Children Of Men (2006)
The human race is ending thanks to everyone shooting blanks from their baby-making guns. Bleak, beautiful film with some of the coolest cinematography ever devoted to extinction. And Michael Caine is fantastic as a ganja-huffing gramps.

Wall-E (2008)
There's not a single living person left on Earth in Wall-E. Pixar's Oscar winning wonder follows a lonely robot performing trash clean-up duties on a planet long abandoned as unlivable by the humans who turned it into a giant dump. Wall-E's adventures ultimately take him into space, to pursue a crush on fellow 'bot EVE and encounter what's left of humanity. But it's the breathtaking animation, thoughtful storytelling and firm grasp of the magical powers of cinema in director Andrew Stanton's film that helps it transcend so many other "end of world" visions.

2012 (2009)
The Judgment Day is near and human race is in danger. The plot follows Jackson Curtis (John Cusack) as he attempts to bring his children, Noah (Liam James) and Lilly (Morgan Lily), former wife Kate Curtis (Amanda Peet), and her boyfriend, Gordon Silberman (Thomas McCarthy) to refuge, amidst the events of a geological and meteorological super-disaster. The film includes references to Mayanism, the Mesoamerican Long Count calendar, and the 2012 phenomenon in its portrayal of cataclysmic events unfolding in the year 2012.

Melancholia (2011)
Doom approaches in the form of a fiery rogue planet on a collision course with Earth. Most of the characters introduced by Danish maverick Lars Von Trier in the first half of the film are fixated on their version of normality – a wedding, the comically bitter feelings between family members, and the venal determination of the bride's boss to seal a deal between the speeches. They are all in terrible denial. Only the bride, a customary sufferer of depression, can look death squarely in the face; for the first time, she is the strongest person in the room. Kirsten Dunst deservedly won a best actress gong at Cannes for her complex, careful performance.

Take Shelter (2011)
Is Curtis (Michael Shannon) following his mother into paranoid schizophrenia, or are his dreams of coming catastrophic storms to be trusted? Watched by his increasingly frantic wife (Jessica Chastain), he builds an underground shelter and rants at his fellow midwest rurals, losing his job when the boss decides he's got too many screws loose. Or has he? Indie auteur Nichols masterfully maintains both this uncertainty and a relentless sense of dread right up to the final – absolutely final – shot.

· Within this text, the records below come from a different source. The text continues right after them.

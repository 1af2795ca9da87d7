//! Domain Services
//!
//! Pure functions over domain entities. Nothing here performs I/O.

pub mod composer;
pub mod merger;
pub mod segmenter;
pub mod transcript;

pub use composer::{compose_instruction, PromptContext};
pub use merger::{merge_extraction, merge_relations, merge_self_narrative};
pub use segmenter::{pacing_delay, split_sentences};
pub use transcript::{numbered_transcript, speaker_transcript};
//! Chat Routes
//!
//! Session activation, sending, history paging and the typing indicator.
//! Replies are generated in the background; clients poll history.

use axum::{
    extract::{Path, Query, State},
    http::StatusCode,
    routing::{get, post},
    Json, Router,
};
use uuid::Uuid;

use omoide::{ConversationKey, MessageCursor, MessagePage, MessageRepository};

use super::error_response;
use crate::models::{
    HistoryQuery, MessagePageResponse, MessageResponse, OpenSessionRequest, SendMessageRequest,
    SessionResponse, TypingResponse, UserQuery,
};
use crate::AppState;

const DEFAULT_PAGE_SIZE: usize = 20;
const MAX_PAGE_SIZE: usize = 100;

/// Activate a persona for a user (switching away from any other)
#[utoipa::path(
    post,
    path = "/omoide/personas/{id}/session",
    params(
        ("id" = Uuid, Path, description = "Persona ID")
    ),
    request_body = OpenSessionRequest,
    responses(
        (status = 200, description = "Session active", body = SessionResponse),
        (status = 404, description = "Persona not found"),
        (status = 503, description = "Store unavailable")
    ),
    tag = "Chat"
)]
pub async fn open_session(
    State(state): State<AppState>,
    Path(id): Path<Uuid>,
    Json(payload): Json<OpenSessionRequest>,
) -> Result<Json<SessionResponse>, (StatusCode, String)> {
    let persona = state
        .persona_service
        .get(&payload.user_id, id)
        .await
        .map_err(error_response)?
        .ok_or((StatusCode::NOT_FOUND, "Persona not found".to_string()))?;

    state
        .chat_service
        .open_session(ConversationKey::new(payload.user_id.clone(), id))
        .await
        .map_err(error_response)?;

    Ok(Json(SessionResponse {
        user_id: payload.user_id,
        persona_id: persona.id,
        persona_name: persona.name,
    }))
}

/// Send a user message; the persona's reply arrives in the background
#[utoipa::path(
    post,
    path = "/omoide/personas/{id}/messages",
    params(
        ("id" = Uuid, Path, description = "Persona ID")
    ),
    request_body = SendMessageRequest,
    responses(
        (status = 202, description = "Message stored, reply pending", body = MessageResponse),
        (status = 400, description = "Empty message"),
        (status = 404, description = "Persona not found"),
        (status = 503, description = "Store unavailable")
    ),
    tag = "Chat"
)]
pub async fn send_message(
    State(state): State<AppState>,
    Path(id): Path<Uuid>,
    Json(payload): Json<SendMessageRequest>,
) -> Result<(StatusCode, Json<MessageResponse>), (StatusCode, String)> {
    let key = ConversationKey::new(payload.user_id, id);
    let message = state
        .chat_service
        .send(&key, &payload.text)
        .await
        .map_err(error_response)?;

    let chat = state.chat_service.clone();
    tokio::spawn(async move {
        match chat.respond(&key).await {
            Ok(Some(outcome)) => tracing::debug!(
                conversation = %key,
                chunks = outcome.messages.len(),
                generated = outcome.generated,
                "Reply delivered"
            ),
            Ok(None) => {}
            Err(e) => tracing::warn!(conversation = %key, "Reply failed: {}", e),
        }
    });

    Ok((StatusCode::ACCEPTED, Json(message.into())))
}

/// Latest messages, or the page before `before`
#[utoipa::path(
    get,
    path = "/omoide/personas/{id}/messages",
    params(
        ("id" = Uuid, Path, description = "Persona ID"),
        HistoryQuery
    ),
    responses(
        (status = 200, description = "One page, oldest first", body = MessagePageResponse),
        (status = 503, description = "Store unavailable")
    ),
    tag = "Chat"
)]
pub async fn get_messages(
    State(state): State<AppState>,
    Path(id): Path<Uuid>,
    Query(query): Query<HistoryQuery>,
) -> Result<Json<MessagePageResponse>, (StatusCode, String)> {
    let key = ConversationKey::new(query.user_id, id);
    let limit = query
        .limit
        .unwrap_or(DEFAULT_PAGE_SIZE)
        .clamp(1, MAX_PAGE_SIZE);

    let page = match query.before {
        Some(before) => state
            .messages
            .more(&key, MessageCursor(before), limit)
            .await
            .map_err(error_response)?,
        None => MessagePage::new(
            state
                .messages
                .recent(&key, limit)
                .await
                .map_err(error_response)?,
        ),
    };

    Ok(Json(page.into()))
}

/// Whether the persona is typing in the user's active session
#[utoipa::path(
    get,
    path = "/omoide/personas/{id}/typing",
    params(
        ("id" = Uuid, Path, description = "Persona ID"),
        UserQuery
    ),
    responses(
        (status = 200, description = "Typing state", body = TypingResponse)
    ),
    tag = "Chat"
)]
pub async fn get_typing(
    State(state): State<AppState>,
    Path(id): Path<Uuid>,
    Query(query): Query<UserQuery>,
) -> Json<TypingResponse> {
    let session = state
        .sessions
        .find(&ConversationKey::new(query.user_id, id));

    Json(TypingResponse {
        active: session.is_some(),
        typing: session.is_some_and(|s| s.is_typing()),
    })
}

pub fn router() -> Router<AppState> {
    Router::new()
        .route("/omoide/personas/:id/session", post(open_session))
        .route(
            "/omoide/personas/:id/messages",
            get(get_messages).post(send_message),
        )
        .route("/omoide/personas/:id/typing", get(get_typing))
}
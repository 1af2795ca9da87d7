//! Omoide CLI - Chat with personas and inspect what they remember
//!
//! Thin client over the Omoide HTTP API.

mod api;
mod config;

use anyhow::{bail, Context, Result};
use clap::{Parser, Subcommand};
use colored::Colorize;
use dialoguer::{Input, Password};
use std::collections::HashSet;
use std::time::{Duration, Instant};
use uuid::Uuid;

use api::{MessageResponse, OmoideClient, RelationView};
use config::Config;

/// How often to poll for reply chunks
const POLL_INTERVAL: Duration = Duration::from_millis(400);
/// Give up waiting for a reply after this long
const REPLY_TIMEOUT: Duration = Duration::from_secs(90);

#[derive(Parser)]
#[command(name = "omoide")]
#[command(about = "Omoide CLI - Chat with personas that remember", long_about = None)]
#[command(version)]
struct Cli {
    #[command(subcommand)]
    command: Commands,
}

#[derive(Subcommand)]
enum Commands {
    /// Login and store API key and user id
    Login {
        /// API key (will prompt if not provided)
        #[arg(short, long)]
        key: Option<String>,
        /// User id conversations are stored under (will prompt if not provided)
        #[arg(short, long)]
        user: Option<String>,
        /// API base URL
        #[arg(long)]
        base_url: Option<String>,
    },

    /// Manage profiles (Persona shortcuts)
    Profile {
        #[command(subcommand)]
        action: ProfileAction,
    },

    /// Persona operations
    Persona {
        #[command(subcommand)]
        action: PersonaAction,
    },

    /// Interactive chat with a persona
    Chat {
        /// Profile to use
        #[arg(short, long)]
        profile: Option<String>,
    },

    /// Send one message and print the reply
    Send {
        /// Message text
        text: String,
        /// Profile to use
        #[arg(short, long)]
        profile: Option<String>,
    },

    /// Show conversation history
    History {
        /// Messages per page
        #[arg(short, long, default_value = "20")]
        limit: usize,
        /// Cursor printed at the end of a previous page
        #[arg(short, long)]
        before: Option<String>,
        /// Profile to use
        #[arg(short, long)]
        profile: Option<String>,
    },

    /// Show what the persona remembers about this conversation
    Knowledge {
        /// Profile to use
        #[arg(short, long)]
        profile: Option<String>,
    },

    /// Show local configuration, or manage server settings
    Config {
        #[command(subcommand)]
        action: Option<ConfigAction>,
    },
}
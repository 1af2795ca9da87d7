//! Omoide Domain Library
//!
//! Core domain types and the memory pipeline for the Omoide persona chat system.
//!
//! # Architecture
//!
//! This crate follows Clean Architecture / Hexagonal Architecture principles:
//!
//! - **Domain Layer** (`domain/`): Pure business entities and logic
//!   - `entities/`: Core domain models (Persona, Message, KnowledgeState, GlobalSettings)
//!   - `value_objects/`: Immutable value types (Sender, VerbosityBand)
//!   - `services/`: Pure functions (merger, prompt composer, segmenter, transcript)
//!   - `errors/`: Domain-specific error types
//!
//! - **Ports** (`ports/`): Abstract interfaces (traits)
//!   - `repositories/`: Data access interfaces
//!   - `services/`: External service interfaces (text generation)
//!
//! - **Application** (`application/`): Use cases wiring ports together
//!   (extraction tracks, chat turns, cached configuration, session liveness)
//!
//! - **Adapters** (`adapters/`): In-memory port implementations
//!
//! # Usage
//!
//! ```rust,ignore
//! use omoide::application::{ChatService, ConfigService};
//! use omoide::adapters::InMemoryMessageStore;
//! ```

pub mod adapters;
pub mod application;
pub mod domain;
pub mod ports;

// Re-export commonly used types
pub use domain::{
    CharacterProfile, ConversationKey, DomainError, GlobalSettings, KnowledgeState, Message,
    MessageCursor, MessagePage, Persona, PersonaIdentity, PersonaRelation, PersonaTraits,
    RelationCounter, Sender, TraitCatalog, TraitCategory, UserRelation, VerbosityBand,
};
pub use ports::{
    ChatMessage,
    CompletionOptions,
    CompletionResponse,
    // Repositories
    KnowledgeRepository,
    // Services
    LlmProvider,
    MessageRepository,
    MessageRole,
    MessageSubscription,
    PersonaRepository,
    SettingsRepository,
    TokenUsage,
};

Seeking a Friend for the End of the World (2012)
It's a curious mix between comedy, an apocalyptic scenario and romance that pairs Steve Carell improbably with Keira Knightley. With the end nigh in three weeks, both are trying to re-connect with loved ones for the last time; they hit the road together and love erupts.

These Final Hours (2014)
A rolling curtain of fire – the result of an asteroid's collision with Earth in the northern hemisphere – is steadily rolling down the globe, peeling it like an onion. In Perth, James (Nathan Philips) has resolved to party to the max in a haze of drink, drugs and high-pressure sex with the trophy girlfriend for the few hours before the curtain falls on the south; meanwhile, his girl-on-the-side wishes he would join her on the beach to see the end come. When James rescues a little girl from some rapists on his way to the party, however, he finds his focus changing. Sharp, pacy genre film makes the most of the Wild West's sunshine, suburbia and sybaritic lifestyle.